Bank stocks steady after Swiss rescue as focus turns to Fed

Bank stocks steady after Swiss rescue as focus turns to Fed

LONDON: Investors stepped cautiously into bank stocks on Tuesday, emboldened by the rescue of Credit Suisse, with share prices inching tentatively higher amid continuing concerns about smaller US lenders and further financial market ructions, according to Reuters

After a tumultuous 10 days which culminated in the 3 billion Swiss franc ($3.2 billion) Swiss-regulator-engineered takeover of Credit Suisse by its rival UBS, attention has now shifted to this week’s meeting of the US Federal Reserve.

As concern over the health of US mid-sized lenders lingers, Treasury Secretary Janet Yellen plans to tell bankers later on Tuesday that the country’s banking system is stabilizing after strong actions from regulators.

But she will also say further steps to protect bank depositors may be warranted if smaller institutions suffer deposit runs that threaten more contagion.

“The steps we took were not focused on aiding specific banks or classes of banks. Our intervention was necessary to protect the broader US banking system,” Yellen said in excerpts of prepared remarks to an American Bankers Association conference.

Yellen said she believed the actions by the Federal Deposit Insurance Corp., the US Federal Reserve and the Treasury had reduced the risk of further bank failures.
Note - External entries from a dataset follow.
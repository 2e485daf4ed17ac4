//! Dataset dictionary: one `title,type[,codes]` row per variable, no header.

use std::path::Path;

use anyhow::{Context, Result};
use csv::{ReaderBuilder, Writer};
use mirador_model::{AggregatedVariable, CodeMap, VariableType};

use crate::common::ensure_parent_dir;

pub fn write_dictionary_csv(path: &Path, variables: &[AggregatedVariable]) -> Result<()> {
    ensure_parent_dir(path)?;
    let mut writer = csv::WriterBuilder::new()
        .flexible(true)
        .from_path(path)
        .with_context(|| format!("create {}", path.display()))?;
    for variable in variables {
        let var_type = variable.type_label();
        let result = if variable.range_spec.is_empty() {
            writer.write_record([variable.title.as_str(), var_type])
        } else {
            writer.write_record([
                variable.title.as_str(),
                var_type,
                variable.range_spec.as_str(),
            ])
        };
        result.with_context(|| format!("write {}: {}", variable.name, path.display()))?;
    }
    flush(writer, path)
}

fn flush(mut writer: Writer<std::fs::File>, path: &Path) -> Result<()> {
    writer
        .flush()
        .with_context(|| format!("flush {}", path.display()))
}

/// One variable as read back from a dataset dictionary.
#[derive(Debug, Clone, PartialEq)]
pub struct DatasetVariable {
    pub title: String,
    pub var_type: VariableType,
    /// Raw third column, empty when absent.
    pub range_spec: String,
    /// Code map of categorical variables with a code spec.
    pub codes: Option<CodeMap>,
}

pub fn read_dictionary_csv(path: &Path) -> Result<Vec<DatasetVariable>> {
    let mut reader = ReaderBuilder::new()
        .has_headers(false)
        .flexible(true)
        .from_path(path)
        .with_context(|| format!("read csv: {}", path.display()))?;
    let mut variables = Vec::new();
    for (idx, record) in reader.records().enumerate() {
        let record = record.with_context(|| format!("read record: {}", path.display()))?;
        let line = idx + 1;
        let title = record.get(0).unwrap_or_default().to_string();
        let var_type: VariableType = record
            .get(1)
            .unwrap_or_default()
            .parse()
            .with_context(|| format!("{} line {line}", path.display()))?;
        let range_spec = record.get(2).unwrap_or_default().to_string();
        let codes = if var_type.is_category() && !range_spec.is_empty() {
            Some(
                CodeMap::parse(&range_spec)
                    .with_context(|| format!("{} line {line}", path.display()))?,
            )
        } else {
            None
        };
        variables.push(DatasetVariable {
            title,
            var_type,
            range_spec,
            codes,
        });
    }
    Ok(variables)
}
The demise of 167-year-old Credit Suisse was triggered by the collapse of US lenders Silicon Valley Bank and Signature Bank, and investors are concerned about potential bombs ticking elsewhere in the financial system.

The European Central Bank’s top banking supervisor said euro zone banks should watch their sources of funding or risk being “caught off guard” by rising interest rates.

“Increasing interest rates and quantitative tightening require banks to sharpen their focus on liquidity and funding risks,” said Andrea Enria, in remarks the ECB said were drafted in February, before recent global banking upheavals.

The effects of these were felt on German investor sentiment, which tumbled in March as concerns about a new financial crisis ended a five-month streak of consecutive increases, the ZEW economic research institute said on Tuesday.

“The international financial markets are under strong pressure,” and the high level of uncertainty is reflected in the economic expectations, said ZEW President Achim Wambach.

In Switzerland, the Bankers Association said that credit supply would not be restricted by the demise of Credit Suisse, adding it was convinced the Swiss banking sector still had a “prosperous future.”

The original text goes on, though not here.